Per quanto attiene al settore pubblico, l’art. 1 del Ddl, che modifica l’art. 54 bis del Testo Unico sul Pubblico Impiego, stabilisce che il dipendente pubblico possa, nell’interesse dell’integrità della PA, segnalare condotte illecite scoperte in ragione del proprio rapporto di lavoro al responsabile della prevenzione della corruzione e della trasparenza, ovvero all’Autorità nazionale anticorruzione (ANAC), o all’autorità giudiziaria ordinaria o contabile.
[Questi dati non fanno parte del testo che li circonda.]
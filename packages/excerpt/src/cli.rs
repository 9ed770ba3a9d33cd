//! Command-line interface for the excerpt toolkit.

use std::fs;
use std::io::{self, Read};
use std::path::{Path, PathBuf};

use clap::{Parser, Subcommand};
use console::style;
use indicatif::{ProgressBar, ProgressStyle};

use crate::byline::{byline, BylineOptions};
use crate::config::{
    validate_sentence_count, Settings, DEFAULT_SENTENCE_COUNT, TEXT_WRAP_WIDTH,
};
use crate::error::Result;
use crate::excerpt::build_excerpt;
use crate::gravatar::GravatarChecker;
use crate::markup::{clean_text_with, ShortcodeSet};
use crate::sentences::Sentences;
use crate::social::social_links;
use crate::types::{Post, View};

/// Newsdesk excerpt - Sentence-aware teasers, bylines and share markup.
#[derive(Parser)]
#[command(name = "newsdesk-excerpt")]
#[command(version, about, long_about = None)]
pub struct Cli {
    #[command(subcommand)]
    pub command: Commands,
}

#[derive(Subcommand)]
pub enum Commands {
    /// Trim text to its first sentences (reads stdin without FILE).
    Trim {
        /// Input file with text or HTML
        file: Option<PathBuf>,

        /// Number of sentences to keep
        #[arg(short, long, default_value_t = DEFAULT_SENTENCE_COUNT)]
        sentences: usize,

        /// Wrap the output to lines of at most WIDTH columns
        #[arg(short, long)]
        wrap: bool,

        /// Line width used with --wrap
        #[arg(long, default_value_t = TEXT_WRAP_WIDTH)]
        width: usize,

        /// Print the kept sentences as a JSON array
        #[arg(long)]
        json: bool,

        /// Strip every bracketed shortcode, not only the registered ones
        #[arg(long)]
        all_shortcodes: bool,
    },

    /// Build the teaser paragraph for a post.
    Excerpt {
        /// Post YAML file
        #[arg(short, long)]
        post: PathBuf,

        /// Site settings YAML file
        #[arg(short, long)]
        settings: Option<PathBuf>,

        /// Override the configured sentence count
        #[arg(long)]
        sentences: Option<usize>,

        /// Render as on the front page (honours <!--more-->)
        #[arg(long)]
        home: bool,
    },

    /// Render the byline for a post.
    Byline {
        /// Post YAML file
        #[arg(short, long)]
        post: PathBuf,

        /// Site settings YAML file
        #[arg(short, long)]
        settings: Option<PathBuf>,

        /// Leave out the publication time
        #[arg(long)]
        exclude_date: bool,

        /// Render as on a single post page
        #[arg(long)]
        single: bool,
    },

    /// Render the share bar for a post.
    Social {
        /// Post YAML file
        #[arg(short, long)]
        post: PathBuf,

        /// Site settings YAML file
        #[arg(short, long)]
        settings: Option<PathBuf>,
    },

    /// Check whether an e-mail address has a gravatar.
    Gravatar {
        /// E-mail address
        email: String,
    },
}

/// Run the CLI.
pub fn run() -> Result<()> {
    execute(Cli::parse())
}

/// Execute a parsed command line.
pub fn execute(cli: Cli) -> Result<()> {
    match cli.command {
        Commands::Trim {
            file,
            sentences,
            wrap,
            width,
            json,
            all_shortcodes,
        } => {
            let wrap = wrap.then_some(width);
            let shortcodes = if all_shortcodes {
                ShortcodeSet::Any
            } else {
                ShortcodeSet::default()
            };
            trim_command(file.as_deref(), sentences, wrap, json, &shortcodes)
        }
        Commands::Excerpt {
            post,
            settings,
            sentences,
            home,
        } => excerpt_command(&post, settings.as_deref(), sentences, home),
        Commands::Byline {
            post,
            settings,
            exclude_date,
            single,
        } => byline_command(&post, settings.as_deref(), exclude_date, single),
        Commands::Social { post, settings } => social_command(&post, settings.as_deref()),
        Commands::Gravatar { email } => gravatar_command(&email),
    }
}

fn read_input(file: Option<&Path>) -> Result<String> {
    match file {
        Some(path) => Ok(fs::read_to_string(path)?),
        None => {
            let mut buffer = String::new();
            io::stdin().read_to_string(&mut buffer)?;
            Ok(buffer)
        }
    }
}

fn load_post(path: &Path) -> Result<Post> {
    Post::from_yaml(&fs::read_to_string(path)?)
}

fn load_settings(path: Option<&Path>) -> Result<Settings> {
    path.map_or_else(|| Ok(Settings::default()), Settings::load)
}

/// Execute the trim command.
fn trim_command(
    file: Option<&Path>,
    sentences: usize,
    wrap: Option<usize>,
    json: bool,
    shortcodes: &ShortcodeSet,
) -> Result<()> {
    validate_sentence_count(sentences)?;
    let input = read_input(file)?;
    let clean = clean_text_with(&input, shortcodes);
    let kept: Vec<&str> = Sentences::new(&clean).take(sentences).collect();

    if json {
        println!("{}", serde_json::to_string_pretty(&kept)?);
        return Ok(());
    }

    let output = kept.join(" ");
    match wrap {
        Some(width) if width > 0 => println!("{}", textwrap::fill(&output, width)),
        _ => println!("{output}"),
    }
    Ok(())
}

/// Execute the excerpt command.
fn excerpt_command(
    post_path: &Path,
    settings_path: Option<&Path>,
    sentences: Option<usize>,
    home: bool,
) -> Result<()> {
    let post = load_post(post_path)?;
    let mut options = load_settings(settings_path)?.excerpt;
    if let Some(count) = sentences {
        validate_sentence_count(count)?;
        options.sentence_count = count;
    }
    let view = if home { View::Home } else { View::Archive };

    println!("{}", build_excerpt(&post, &options, view));
    Ok(())
}

/// Execute the byline command.
fn byline_command(
    post_path: &Path,
    settings_path: Option<&Path>,
    exclude_date: bool,
    single: bool,
) -> Result<()> {
    let post = load_post(post_path)?;
    let settings = load_settings(settings_path)?;
    let options = BylineOptions {
        exclude_date,
        view: if single { View::Single } else { View::Archive },
        clean_read: settings.clean_read,
    };

    println!("{}", byline(&post, options, chrono::Utc::now()));
    Ok(())
}

/// Execute the social command.
fn social_command(post_path: &Path, settings_path: Option<&Path>) -> Result<()> {
    let post = load_post(post_path)?;
    let settings = load_settings(settings_path)?;

    println!("{}", social_links(&post, &settings.social));
    Ok(())
}

/// Execute the gravatar command.
fn gravatar_command(email: &str) -> Result<()> {
    let checker = GravatarChecker::new()?;

    let pb = ProgressBar::new_spinner();
    #[allow(clippy::expect_used)] // Static template string that is guaranteed to be valid
    pb.set_style(
        ProgressStyle::default_spinner()
            .template("{spinner:.green} {msg}")
            .expect("valid template"),
    );
    pb.set_message(format!("Looking up gravatar for {email}..."));
    pb.enable_steady_tick(std::time::Duration::from_millis(100));

    let found = match checker.has_gravatar(email) {
        Ok(found) => found,
        Err(e) => {
            pb.finish_and_clear();
            return Err(e);
        }
    };
    pb.finish_and_clear();

    if found {
        println!("{} {}", style("Gravatar found for").green().bold(), style(email).cyan());
    } else {
        println!("{} {}", style("No gravatar for").yellow().bold(), style(email).cyan());
    }
    Ok(())
}

#[cfg(test)]
mod tests {
    use super::*;

    #[test]
    fn test_cli_parse_trim_defaults() {
        let cli = Cli::parse_from(["newsdesk-excerpt", "trim"]);

        let Commands::Trim {
            file,
            sentences,
            wrap,
            width,
            json,
            ..
        } = cli.command
        else {
            panic!("expected trim command");
        };
        assert!(file.is_none());
        assert_eq!(sentences, DEFAULT_SENTENCE_COUNT);
        assert!(!wrap);
        assert_eq!(width, TEXT_WRAP_WIDTH);
        assert!(!json);
    }

    #[test]
    fn test_cli_parse_trim_with_options() {
        let cli = Cli::parse_from([
            "newsdesk-excerpt",
            "trim",
            "story.html",
            "--sentences",
            "2",
            "--wrap",
            "--width",
            "60",
            "--json",
        ]);

        let Commands::Trim {
            file,
            sentences,
            wrap,
            width,
            json,
            ..
        } = cli.command
        else {
            panic!("expected trim command");
        };
        assert_eq!(file, Some(PathBuf::from("story.html")));
        assert_eq!(sentences, 2);
        assert!(wrap);
        assert_eq!(width, 60);
        assert!(json);
    }

    #[test]
    fn test_cli_parse_trim_all_shortcodes() {
        let cli = Cli::parse_from(["newsdesk-excerpt", "trim", "--all-shortcodes"]);
        assert!(matches!(
            cli.command,
            Commands::Trim {
                all_shortcodes: true,
                ..
            }
        ));
    }

    #[test]
    fn test_cli_rejects_negative_sentences() {
        assert!(Cli::try_parse_from(["newsdesk-excerpt", "trim", "--sentences", "-1"]).is_err());
    }

    #[test]
    fn test_cli_parse_excerpt() {
        let cli = Cli::parse_from([
            "newsdesk-excerpt",
            "excerpt",
            "--post",
            "post.yaml",
            "--home",
        ]);

        let Commands::Excerpt {
            post,
            settings,
            sentences,
            home,
        } = cli.command
        else {
            panic!("expected excerpt command");
        };
        assert_eq!(post, PathBuf::from("post.yaml"));
        assert!(settings.is_none());
        assert!(sentences.is_none());
        assert!(home);
    }

    #[test]
    fn test_cli_parse_gravatar() {
        let cli = Cli::parse_from(["newsdesk-excerpt", "gravatar", "ann@example.org"]);
        assert!(matches!(cli.command, Commands::Gravatar { email } if email == "ann@example.org"));
    }
}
L’art. 1 prevede a garanzia del segnalante:

– il divieto per l’amministrazione pubblica di irrogare sanzioni, demansionare, licenziare o trasferire il dipendente pubblico in ragione della segnalazione;

– la nullità degli eventuali atti discriminatori o ritorsivi adottati dall’amministrazione;

– l’onere della prova a carico del datore di lavoro;

– la reintegrazione nel posto di lavoro del dipendente in caso di licenziamento;

– la tutela dell’identità del segnalante nell’ambito del procedimento disciplinare e anche nel procedimento penale.

Le suddette forme di tutela, in ogni caso, non sono garantite qualora sia accertata con sentenza di primo grado la responsabilità penale del segnalante per diffamazione, calunnia o altri reati commessi attraverso la segnalazione, ovvero la sua responsabilità civile per lo stesso titolo, nei casi di dolo o colpa grave.

A carico delle amministrazioni sono state introdotte sanzioni amministrative pecuniarie, fino a un massimo di 50.000 Euro, in caso di violazioni relative alla gestione delle segnalazioni o di adozione di misure discriminatorie nei confronti del segnalante.

Infine, l’art. 3 del Ddl prevede che, nelle ipotesi di segnalazione o denuncia, l’interesse all’integrità delle amministrazioni pubbliche e delle organizzazioni private, nonché alla prevenzione e repressione delle malversazioni, costituisca giusta causa di rivelazione di notizie coperte dal segreto, salve limitate eccezioni (es. qualora l’obbligo di segreto professionale gravi su chi sia venuto a conoscenza della notizia in ragione di un rapporto di consulenza professionale o di assistenza con l’ente, l’impresa o la persona fisica interessata).